Additionally, the survey report shows that the top driver for tech M&A deals over the next 12 months will be keeping pace with technological advances, mitigating risk through joint venture and club deals, and addressing concerns around antitrust, environmental, social and governance (ESG), and shareholder activism.
“I am emboldened by the results of this year’s tech M&A survey,” said Brandon Parris, co-chair of the global M&A group at Morrison Foerster . “Despite market volatility, global dealmakers continue to prioritise technology acquisitions, especially in heated sectors like artificial intelligence and machine learning.”
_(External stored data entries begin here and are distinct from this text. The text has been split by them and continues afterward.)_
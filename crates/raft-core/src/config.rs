//! # config
//!
//! why: tune durability and disk usage of the file-backed log
//! relations: consumed by raft-log's FileLog::open
//! what: LogConfig with json loading and validation

use crate::error::{LogError, Result};
use serde::{Deserialize, Serialize};
use std::fs;
use std::path::Path;

/// Configuration of the file-backed log
#[derive(Debug, Clone, PartialEq, Eq, Serialize, Deserialize)]
#[serde(default)]
pub struct LogConfig {
    /// fsync entry and index files after every commit batch
    pub sync_on_commit: bool,
    /// Number of newest generation directories kept after compaction
    pub retained_generations: usize,
}

impl Default for LogConfig {
    fn default() -> Self {
        Self {
            sync_on_commit: true,
            retained_generations: 2,
        }
    }
}

impl LogConfig {
    /// Parse a configuration from json, missing fields take their defaults
    pub fn from_json_str(json: &str) -> Result<Self> {
        let config: LogConfig = serde_json::from_str(json)?;
        config.validate()?;
        Ok(config)
    }

    /// Load a json configuration file
    pub fn load(path: impl AsRef<Path>) -> Result<Self> {
        let contents = fs::read_to_string(path)?;
        Self::from_json_str(&contents)
    }

    pub fn validate(&self) -> Result<()> {
        if self.retained_generations == 0 {
            return Err(LogError::InvalidArgument(
                "retained_generations must be at least 1".into(),
            ));
        }
        Ok(())
    }
}

#[cfg(test)]
mod tests {
    use super::*;

    #[test]
    fn default_config_values() {
        let config = LogConfig::default();
        assert!(config.sync_on_commit);
        assert_eq!(config.retained_generations, 2);
    }

    #[test]
    fn missing_fields_use_defaults() {
        let config = LogConfig::from_json_str(r#"{"sync_on_commit": false}"#).unwrap();
        assert!(!config.sync_on_commit);
        assert_eq!(config.retained_generations, 2);
    }

    #[test]
    fn zero_retained_generations_is_rejected() {
        let err = LogConfig::from_json_str(r#"{"retained_generations": 0}"#).unwrap_err();
        assert!(matches!(err, LogError::InvalidArgument(_)));
    }
}
//! TTL cache shared by the domain stores.
//!
//! Entries live in one process-wide [`CacheManager`] keyed by
//! [`aura_core::CacheKey`] strings (`<domain>:<user_id>`). Each entry carries
//! its own TTL; reads of an expired entry behave as a miss and drop it.
//!
//! # Example
//!
//! ```ignore
//! let cache = CacheManager::new(&config.cache, SystemClock::shared());
//! let key = CacheKey::profile(&user_id);
//!
//! cache.set(&key, &profile, Some(config.ttl.profile()))?;
//! let cached: Option<Profile> = cache.get(&key);
//!
//! // On logout
//! cache.invalidate_user(&user_id);
//! ```

pub mod entry;
pub mod manager;
pub mod pattern;
pub mod stats;

pub use entry::{CacheEntry, EntryInfo};
pub use manager::CacheManager;
pub use pattern::Pattern;
pub use stats::CacheStats;
//! Domain entities exchanged with the remote backend and held in the stores.

use crate::identity::{EpochMillis, UserId};
use serde::{Deserialize, Serialize};
use std::fmt;
use uuid::Uuid;

// ============================================================================
// AUTHENTICATION
// ============================================================================

/// Authenticated user identity.
#[derive(Debug, Clone, PartialEq, Eq, Serialize, Deserialize)]
pub struct User {
    pub id: UserId,
    #[serde(default)]
    pub email: Option<String>,
    #[serde(default)]
    pub name: Option<String>,
}

impl User {
    pub fn new(id: impl Into<UserId>) -> Self {
        Self {
            id: id.into(),
            email: None,
            name: None,
        }
    }

    pub fn with_email(mut self, email: impl Into<String>) -> Self {
        self.email = Some(email.into());
        self
    }
}

/// Access/refresh token pair kept in the secure token store.
#[derive(Clone, PartialEq, Eq, Serialize, Deserialize)]
#[serde(rename_all = "camelCase")]
pub struct AuthTokens {
    pub access_token: String,
    pub refresh_token: String,
}

impl AuthTokens {
    pub fn new(access_token: impl Into<String>, refresh_token: impl Into<String>) -> Self {
        Self {
            access_token: access_token.into(),
            refresh_token: refresh_token.into(),
        }
    }
}

impl fmt::Debug for AuthTokens {
    fn fmt(&self, f: &mut fmt::Formatter<'_>) -> fmt::Result {
        f.debug_struct("AuthTokens")
            .field("access_token", &"<redacted>")
            .field("refresh_token", &"<redacted>")
            .finish()
    }
}

/// Auth backend session.
///
/// `expires_at` is in Unix seconds, as the backend issues it.
#[derive(Clone, PartialEq, Eq, Serialize, Deserialize)]
pub struct Session {
    pub access_token: String,
    pub refresh_token: String,
    pub expires_at: i64,
    #[serde(default = "default_token_type")]
    pub token_type: String,
}

fn default_token_type() -> String {
    "bearer".to_string()
}

impl Session {
    pub fn new(
        access_token: impl Into<String>,
        refresh_token: impl Into<String>,
        expires_at: i64,
    ) -> Self {
        Self {
            access_token: access_token.into(),
            refresh_token: refresh_token.into(),
            expires_at,
            token_type: default_token_type(),
        }
    }

    /// Expiry in epoch milliseconds.
    pub fn expires_at_millis(&self) -> EpochMillis {
        self.expires_at.saturating_mul(1000)
    }

    pub fn tokens(&self) -> AuthTokens {
        AuthTokens::new(self.access_token.clone(), self.refresh_token.clone())
    }
}

impl fmt::Debug for Session {
    fn fmt(&self, f: &mut fmt::Formatter<'_>) -> fmt::Result {
        f.debug_struct("Session")
            .field("access_token", &"<redacted>")
            .field("refresh_token", &"<redacted>")
            .field("expires_at", &self.expires_at)
            .field("token_type", &self.token_type)
            .finish()
    }
}

/// Response of the `refresh_session` / `restore_session` remote calls.
#[derive(Debug, Clone, PartialEq, Eq, Serialize, Deserialize)]
pub struct AuthenticatedSession {
    pub user: User,
    pub session: Session,
}

// ============================================================================
// PROFILE
// ============================================================================

/// User profile row.
#[derive(Debug, Clone, Default, PartialEq, Eq, Serialize, Deserialize)]
#[serde(default)]
pub struct Profile {
    pub id: String,
    pub updated_at: Option<String>,
    pub username: Option<String>,
    pub full_name: Option<String>,
    pub avatar_url: Option<String>,
    pub onboarding_complete: Option<bool>,
    pub stripe_customer_id: Option<String>,
    pub subscription_id: Option<String>,
    pub subscription_status: Option<String>,
    pub subscription_period_end: Option<i64>,
    pub total_tokens: Option<i64>,
    pub tokens_remaining: Option<i64>,
    pub tokens_used: Option<i64>,
    pub total_purchases: Option<i32>,
    pub total_spent_cents: Option<i64>,
    pub last_purchase_at: Option<String>,
}

impl Profile {
    pub fn new(id: impl Into<String>) -> Self {
        Self {
            id: id.into(),
            ..Default::default()
        }
    }

    /// Apply the non-empty fields of an update in place.
    pub fn apply(&mut self, update: &ProfileUpdate) {
        if let Some(username) = &update.username {
            self.username = Some(username.clone());
        }
        if let Some(full_name) = &update.full_name {
            self.full_name = Some(full_name.clone());
        }
        if let Some(avatar_url) = &update.avatar_url {
            self.avatar_url = Some(avatar_url.clone());
        }
        if let Some(onboarding_complete) = update.onboarding_complete {
            self.onboarding_complete = Some(onboarding_complete);
        }
    }

    pub fn has_completed_onboarding(&self) -> bool {
        self.onboarding_complete.unwrap_or(false)
    }
}

/// Writable subset of [`Profile`].
#[derive(Debug, Clone, Default, PartialEq, Eq, Serialize, Deserialize)]
#[serde(default)]
pub struct ProfileUpdate {
    #[serde(skip_serializing_if = "Option::is_none")]
    pub username: Option<String>,
    #[serde(skip_serializing_if = "Option::is_none")]
    pub full_name: Option<String>,
    #[serde(skip_serializing_if = "Option::is_none")]
    pub avatar_url: Option<String>,
    #[serde(skip_serializing_if = "Option::is_none")]
    pub onboarding_complete: Option<bool>,
}

impl ProfileUpdate {
    pub fn is_empty(&self) -> bool {
        self.username.is_none()
            && self.full_name.is_none()
            && self.avatar_url.is_none()
            && self.onboarding_complete.is_none()
    }
}

/// Optimistic write that has not been confirmed by the backend yet.
#[derive(Debug, Clone, PartialEq, Serialize, Deserialize)]
pub struct PendingChange {
    pub id: Uuid,
    pub entity: String,
    pub fields: serde_json::Value,
    pub created_at: EpochMillis,
}

// ============================================================================
// BILLING
// ============================================================================

/// Saved card attached to the user's Stripe customer.
#[derive(Debug, Clone, PartialEq, Eq, Serialize, Deserialize)]
pub struct PaymentMethod {
    pub id: String,
    pub user_id: String,
    pub stripe_customer_id: String,
    pub stripe_payment_method_id: String,
    pub card_brand: String,
    pub card_last4: String,
    pub card_exp_month: i32,
    pub card_exp_year: i32,
    pub is_default: bool,
    #[serde(default = "default_true")]
    pub is_active: bool,
    #[serde(default)]
    pub last_used_at: Option<String>,
}

fn default_true() -> bool {
    true
}

/// Subscription status as reported by the payment provider.
#[derive(Debug, Clone, PartialEq, Eq, Serialize, Deserialize)]
pub struct SubscriptionInfo {
    pub subscription_id: String,
    pub customer_id: String,
    pub status: String,
    pub current_period_end: i64,
    pub price_id: String,
}

impl SubscriptionInfo {
    /// Active and trialing subscriptions grant access.
    pub fn is_active(&self) -> bool {
        matches!(self.status.as_str(), "active" | "trialing")
    }
}

/// Token balance of the account.
#[derive(Debug, Clone, Copy, Default, PartialEq, Eq, Serialize, Deserialize)]
pub struct TokenBalance {
    pub total_tokens: i64,
    pub tokens_remaining: i64,
    pub tokens_used: i64,
}

impl TokenBalance {
    /// Record local consumption. Remaining never drops below zero.
    pub fn spend(&mut self, amount: i64) {
        let spent = amount.min(self.tokens_remaining).max(0);
        self.tokens_remaining -= spent;
        self.tokens_used += spent;
    }
}

/// Completed or pending token purchase.
#[derive(Debug, Clone, PartialEq, Eq, Serialize, Deserialize)]
pub struct Purchase {
    pub id: String,
    pub user_id: String,
    pub stripe_payment_intent_id: String,
    pub stripe_price_id: String,
    #[serde(default)]
    pub package_id: Option<String>,
    pub amount_paid: i64,
    pub currency: String,
    #[serde(default)]
    pub tokens_purchased: Option<i64>,
    pub status: String,
    #[serde(default)]
    pub completed_at: Option<String>,
    #[serde(default)]
    pub created_at: Option<String>,
}

#[derive(Debug, Clone, PartialEq, Serialize, Deserialize)]
pub struct Package {
    pub id: String,
    pub name: String,
    #[serde(default)]
    pub description: Option<String>,
    pub stripe_product_id: String,
    #[serde(default)]
    pub features: Option<serde_json::Value>,
    pub is_active: bool,
    pub sort_order: i32,
}

#[derive(Debug, Clone, PartialEq, Eq, Serialize, Deserialize)]
pub struct PackagePrice {
    pub id: String,
    pub package_id: String,
    pub stripe_price_id: String,
    pub amount_cents: i64,
    pub currency: String,
    pub interval_type: String,
    pub interval_count: i32,
    pub token_amount: i64,
    pub is_active: bool,
}

/// Purchasable package with its prices.
#[derive(Debug, Clone, PartialEq, Serialize, Deserialize)]
pub struct PackageWithPrices {
    pub package: Package,
    pub prices: Vec<PackagePrice>,
}

// ============================================================================
// LOCAL SETTINGS
// ============================================================================

#[derive(Debug, Clone, Copy, Default, PartialEq, Eq, Serialize, Deserialize)]
#[serde(rename_all = "lowercase")]
pub enum Theme {
    Light,
    Dark,
    #[default]
    System,
}

/// Device-local preferences. Never sent to the backend.
#[derive(Debug, Clone, PartialEq, Eq, Serialize, Deserialize)]
#[serde(default)]
pub struct UserSettings {
    pub theme: Theme,
    pub language: String,
    pub notifications_enabled: bool,
    pub analytics_opt_in: bool,
}

impl Default for UserSettings {
    fn default() -> Self {
        Self {
            theme: Theme::System,
            language: "en".to_string(),
            notifications_enabled: true,
            analytics_opt_in: false,
        }
    }
}
//! Cache-first loading shared by the domain stores.
//!
//! A [`CachedResource`] owns one observable slot (say, the current profile)
//! backed by one cache key at a time. Reads go to the cache first and fall
//! back to a remote fetch; a failed fetch keeps whatever was shown before.

use std::future::Future;
use std::sync::Arc;
use std::time::Duration;

use aura_core::{CacheKey, EpochMillis, RemoteError, SharedClock};
use aura_storage::CacheManager;
use serde::de::DeserializeOwned;
use serde::Serialize;
use tokio::sync::watch;

use crate::session::SessionStore;

/// Observable state of one resource.
#[derive(Debug, Clone, PartialEq)]
pub struct ResourceState<T> {
    pub value: Option<T>,
    /// Set only while fetching with nothing to show.
    pub loading: bool,
    pub error: Option<String>,
    pub last_updated: Option<EpochMillis>,
}

impl<T> Default for ResourceState<T> {
    fn default() -> Self {
        Self {
            value: None,
            loading: false,
            error: None,
            last_updated: None,
        }
    }
}

pub struct CachedResource<T> {
    label: &'static str,
    cache: Arc<CacheManager>,
    session: Arc<SessionStore>,
    clock: SharedClock,
    ttl: Duration,
    refresh_threshold: f64,
    state: watch::Sender<ResourceState<T>>,
    gate: tokio::sync::Mutex<()>,
}

impl<T> CachedResource<T>
where
    T: Clone + Serialize + DeserializeOwned + Send + Sync + 'static,
{
    pub fn new(
        label: &'static str,
        cache: Arc<CacheManager>,
        session: Arc<SessionStore>,
        clock: SharedClock,
        ttl: Duration,
        refresh_threshold: f64,
    ) -> Self {
        let (state, _) = watch::channel(ResourceState::default());
        Self {
            label,
            cache,
            session,
            clock,
            ttl,
            refresh_threshold,
            state,
            gate: tokio::sync::Mutex::new(()),
        }
    }

    pub fn label(&self) -> &'static str {
        self.label
    }

    pub fn ttl(&self) -> Duration {
        self.ttl
    }

    pub fn snapshot(&self) -> ResourceState<T> {
        self.state.borrow().clone()
    }

    pub fn value(&self) -> Option<T> {
        self.state.borrow().value.clone()
    }

    pub fn is_loading(&self) -> bool {
        self.state.borrow().loading
    }

    pub fn error(&self) -> Option<String> {
        self.state.borrow().error.clone()
    }

    pub fn subscribe(&self) -> watch::Receiver<ResourceState<T>> {
        self.state.subscribe()
    }

    /// Whether `key` still belongs to the signed-in user.
    fn is_current(&self, key: &CacheKey) -> bool {
        match key.user_id() {
            Some(owner) => self.session.user_id().as_ref() == Some(owner),
            None => true,
        }
    }

    fn cached(&self, key: &CacheKey) -> Option<T> {
        let value = self.cache.get::<T>(key)?;
        let value_for_state = value.clone();
        self.state.send_if_modified(|state| {
            if state.value.is_some() && state.error.is_none() && !state.loading {
                return false;
            }
            state.value = Some(value_for_state);
            state.loading = false;
            state.error = None;
            true
        });
        Some(value)
    }

    /// Cache-first read.
    ///
    /// With `force` the cache is bypassed. Concurrent cold loads of the same
    /// resource share one fetch. On failure the previous value is returned,
    /// or `None` when there was none.
    pub async fn load<F, Fut>(&self, key: &CacheKey, force: bool, fetch: F) -> Option<T>
    where
        F: FnOnce() -> Fut,
        Fut: Future<Output = Result<T, RemoteError>>,
    {
        if !force {
            if let Some(value) = self.cached(key) {
                return Some(value);
            }
        }

        let _flight = self.gate.lock().await;
        if !force {
            if let Some(value) = self.cached(key) {
                return Some(value);
            }
        }

        self.state.send_if_modified(|state| {
            if state.value.is_some() {
                return false;
            }
            state.loading = true;
            true
        });

        let result = fetch().await;

        if !self.is_current(key) {
            tracing::debug!(resource = self.label, key = %key, "Discarding result for a previous user");
            self.state.send_if_modified(|state| std::mem::replace(&mut state.loading, false));
            return None;
        }

        match result {
            Ok(value) => {
                self.store(key, value.clone());
                Some(value)
            }
            Err(e) => {
                tracing::warn!(resource = self.label, key = %key, error = %e, "Load failed, keeping previous value");
                let message = e.to_string();
                self.state.send_modify(|state| {
                    state.loading = false;
                    state.error = Some(message);
                });
                self.value()
            }
        }
    }

    /// Refresh when the entry is missing or past the refresh threshold.
    ///
    /// Returns whether a fetch ran.
    pub async fn refresh_in_background<F, Fut>(&self, key: &CacheKey, fetch: F) -> bool
    where
        F: FnOnce() -> Fut,
        Fut: Future<Output = Result<T, RemoteError>>,
    {
        if self.is_fresh_enough(key) {
            tracing::trace!(resource = self.label, key = %key, "Still fresh, skipping refresh");
            return false;
        }
        self.load(key, true, fetch).await;
        true
    }

    /// Whether less than the refresh threshold of the TTL has elapsed.
    pub fn is_fresh_enough(&self, key: &CacheKey) -> bool {
        self.cache
            .entry_info(key)
            .is_some_and(|info| info.is_fresh_within(self.refresh_threshold))
    }

    /// Write a confirmed value to the cache and the state.
    pub fn store(&self, key: &CacheKey, value: T) {
        if let Err(e) = self.cache.set(key, &value, Some(self.ttl)) {
            tracing::warn!(resource = self.label, key = %key, error = %e, "Failed to cache value");
        }
        let now = self.clock.now_millis();
        self.state.send_replace(ResourceState {
            value: Some(value),
            loading: false,
            error: None,
            last_updated: Some(now),
        });
    }

    /// Adjust the held value in place and write it back to the cache.
    ///
    /// Does nothing when no value is held.
    pub fn update_local(&self, key: &CacheKey, f: impl FnOnce(&mut T)) -> Option<T> {
        let mut value = self.value()?;
        f(&mut value);
        self.store(key, value.clone());
        Some(value)
    }

    pub fn set_error(&self, message: impl Into<String>) {
        let message = message.into();
        self.state.send_modify(|state| state.error = Some(message));
    }

    pub fn invalidate(&self, key: &CacheKey) {
        self.cache.delete(key);
    }

    /// Forget the held value. The cache is left alone.
    pub fn reset(&self) {
        self.state.send_replace(ResourceState::default());
    }
}

/// Builds the resources of one store from shared parts.
#[derive(Clone)]
pub(crate) struct ResourceFactory {
    cache: Arc<CacheManager>,
    session: Arc<SessionStore>,
    clock: SharedClock,
    refresh_threshold: f64,
}

impl ResourceFactory {
    pub fn new(
        cache: Arc<CacheManager>,
        session: Arc<SessionStore>,
        clock: SharedClock,
        refresh_threshold: f64,
    ) -> Self {
        Self {
            cache,
            session,
            clock,
            refresh_threshold,
        }
    }

    pub fn build<T>(&self, label: &'static str, ttl: Duration) -> CachedResource<T>
    where
        T: Clone + Serialize + DeserializeOwned + Send + Sync + 'static,
    {
        CachedResource::new(
            label,
            self.cache.clone(),
            self.session.clone(),
            self.clock.clone(),
            ttl,
            self.refresh_threshold,
        )
    }
}
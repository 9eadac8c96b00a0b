//! Aura Sync - Session, Domain Stores and Coordination
//!
//! The client-side services built on `aura-storage`:
//!
//! - [`session::SessionStore`]: authenticated session and token refresh
//! - [`data_store::DataStore`], [`settings::SettingsStore`],
//!   [`account::AccountStore`], [`stripe::StripeContextStore`]: cached
//!   domain data
//! - [`coordinator::StoreCoordinator`]: initialization, refresh and purge
//!   across the stores
//! - [`auth::AuthOrchestrator`]: sign-in flow and app gating
//!
//! [`AppServices`] wires them together for one app session.

pub mod account;
pub mod auth;
pub mod collaborators;
pub mod coordinator;
pub mod data_store;
pub mod resource;
pub mod session;
pub mod settings;
pub mod stripe;
pub mod telemetry;

pub use account::AccountStore;
pub use auth::{AuthEvent, AuthOrchestrator, AuthPhase, AuthState};
pub use collaborators::{
    call_typed, ops, FileTokenStore, RemoteCall, SecureTokenStore, SharedRemote, SharedTokenStore,
};
pub use coordinator::{CoordinatorState, StoreCoordinator, SyncError, SyncStats};
pub use data_store::DataStore;
pub use resource::{CachedResource, ResourceState};
pub use session::{SessionEvent, SessionState, SessionStore};
pub use settings::SettingsStore;
pub use stripe::StripeContextStore;
pub use telemetry::{init_logging, TelemetryError};

use std::sync::{Arc, Mutex, PoisonError};

use aura_core::{AuraConfig, AuraResult, SharedClock, SystemClock};
use aura_storage::{open_persistence, CacheManager, SharedPersistence};
use tokio::sync::watch;
use tokio::task::JoinHandle;

/// Every service of one app session, constructed once and shared.
pub struct AppServices {
    pub config: AuraConfig,
    pub clock: SharedClock,
    pub cache: Arc<CacheManager>,
    pub persistence: Option<SharedPersistence>,
    pub session: Arc<SessionStore>,
    pub settings: Arc<SettingsStore>,
    pub data: Arc<DataStore>,
    pub account: Arc<AccountStore>,
    pub stripe: Arc<StripeContextStore>,
    pub coordinator: Arc<StoreCoordinator>,
    pub auth: Arc<AuthOrchestrator>,
    shutdown: watch::Sender<bool>,
    tasks: Mutex<Vec<JoinHandle<()>>>,
}

impl AppServices {
    pub fn new(
        config: AuraConfig,
        remote: SharedRemote,
        token_store: SharedTokenStore,
        persistence: Option<SharedPersistence>,
        clock: SharedClock,
    ) -> Self {
        let cache = Arc::new(CacheManager::new(&config.cache, clock.clone()));
        let session = SessionStore::new(
            &config.session,
            token_store,
            remote.clone(),
            persistence.clone(),
            clock.clone(),
        );
        let settings = Arc::new(SettingsStore::new(
            &config.sync,
            remote.clone(),
            persistence.clone(),
        ));
        let data = DataStore::new(
            &config,
            cache.clone(),
            session.clone(),
            remote.clone(),
            persistence.clone(),
            clock.clone(),
        );
        let account = Arc::new(AccountStore::new(
            &config,
            cache.clone(),
            session.clone(),
            remote.clone(),
            clock.clone(),
        ));
        let stripe = Arc::new(StripeContextStore::new(
            &config,
            cache.clone(),
            session.clone(),
            data.clone(),
            remote.clone(),
            clock.clone(),
        ));
        let coordinator = StoreCoordinator::new(
            aura_core::constants::COORDINATOR_ERROR_LOG_SIZE,
            cache.clone(),
            session.clone(),
            data.clone(),
            account.clone(),
            stripe.clone(),
            clock.clone(),
        );
        let auth = AuthOrchestrator::new(session.clone(), data.clone(), coordinator.clone(), remote);
        let (shutdown, _) = watch::channel(false);

        Self {
            config,
            clock,
            cache,
            persistence,
            session,
            settings,
            data,
            account,
            stripe,
            coordinator,
            auth,
            shutdown,
            tasks: Mutex::new(Vec::new()),
        }
    }

    /// Validate `config`, open its storage backend and build the services
    /// on the system clock.
    pub fn open(
        config: AuraConfig,
        remote: SharedRemote,
        token_store: SharedTokenStore,
    ) -> AuraResult<Self> {
        config.validate()?;
        let clock = SystemClock::shared();
        let persistence = open_persistence(&config.storage, clock.clone())?;
        Ok(Self::new(config, remote, token_store, Some(persistence), clock))
    }

    /// Load persisted state, start background work and restore the session.
    ///
    /// Returns whether a previous session was restored. A rejected restore
    /// leaves the app signed out rather than failing startup.
    pub async fn start(&self) -> AuraResult<bool> {
        let cache_persistence = self.cache_persistence();
        if let Some(persistence) = cache_persistence.as_deref() {
            self.cache.load_from(persistence).await;
        }
        self.session.restore().await;
        self.settings.load().await;
        let queued = self.data.restore_queue().await;
        tracing::info!(
            cached = self.cache.len(),
            queued,
            "Persisted state loaded"
        );

        let sync = &self.config.sync;
        let handles = [
            self.cache.spawn_maintenance(
                cache_persistence,
                self.config.cache.cleanup_interval(),
                self.config.cache.persist_interval(),
                self.shutdown.subscribe(),
            ),
            self.data
                .spawn_sync_loop(sync.offline_sync_interval(), self.shutdown.subscribe()),
            self.coordinator
                .spawn_auth_listener(sync.auth_settle(), self.shutdown.subscribe()),
            self.coordinator
                .spawn_periodic_refresh(sync.smart_refresh_interval(), self.shutdown.subscribe()),
            self.auth.spawn_session_listener(self.shutdown.subscribe()),
        ];
        self.tasks
            .lock()
            .unwrap_or_else(PoisonError::into_inner)
            .extend(handles);

        match self.auth.start().await {
            Ok(restored) => Ok(restored),
            Err(e) if e.is_auth() => {
                tracing::warn!(error = %e, "Starting signed out");
                Ok(false)
            }
            Err(e) => Err(e),
        }
    }

    /// Stop background work and write everything pending to storage.
    pub async fn shutdown(&self) {
        self.shutdown.send_replace(true);
        let tasks: Vec<JoinHandle<()>> = self
            .tasks
            .lock()
            .unwrap_or_else(PoisonError::into_inner)
            .drain(..)
            .collect();
        for task in tasks {
            if let Err(e) = task.await {
                tracing::warn!(error = %e, "Background task ended abnormally");
            }
        }
        self.session.flush().await;
        self.settings.flush().await;
        self.data.flush().await;
        tracing::info!("Services shut down");
    }

    fn cache_persistence(&self) -> Option<SharedPersistence> {
        self.persistence
            .clone()
            .filter(|_| self.config.cache.persist)
    }
}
Additional survey findings include: (i) 62 percent of corporates outlined technological advancement as the most frequently referred to driver of tech M&A strategy; (ii) 46 percent of North American dealmakers and 43 percent of their peers in Asia Pacific expect antitrust scrutiny of tech M&A to become significantly stricter over the next three years; and (iii) survey respondents expect ESG considerations to grow in importance when it comes to choosing their tech M&A targets.
Mr Parris concluded: “While deal numbers for 2022 were never going to reach the historical peaks of 2021, deal activity remains steady, and dealmakers are cautiously optimistic for the future.”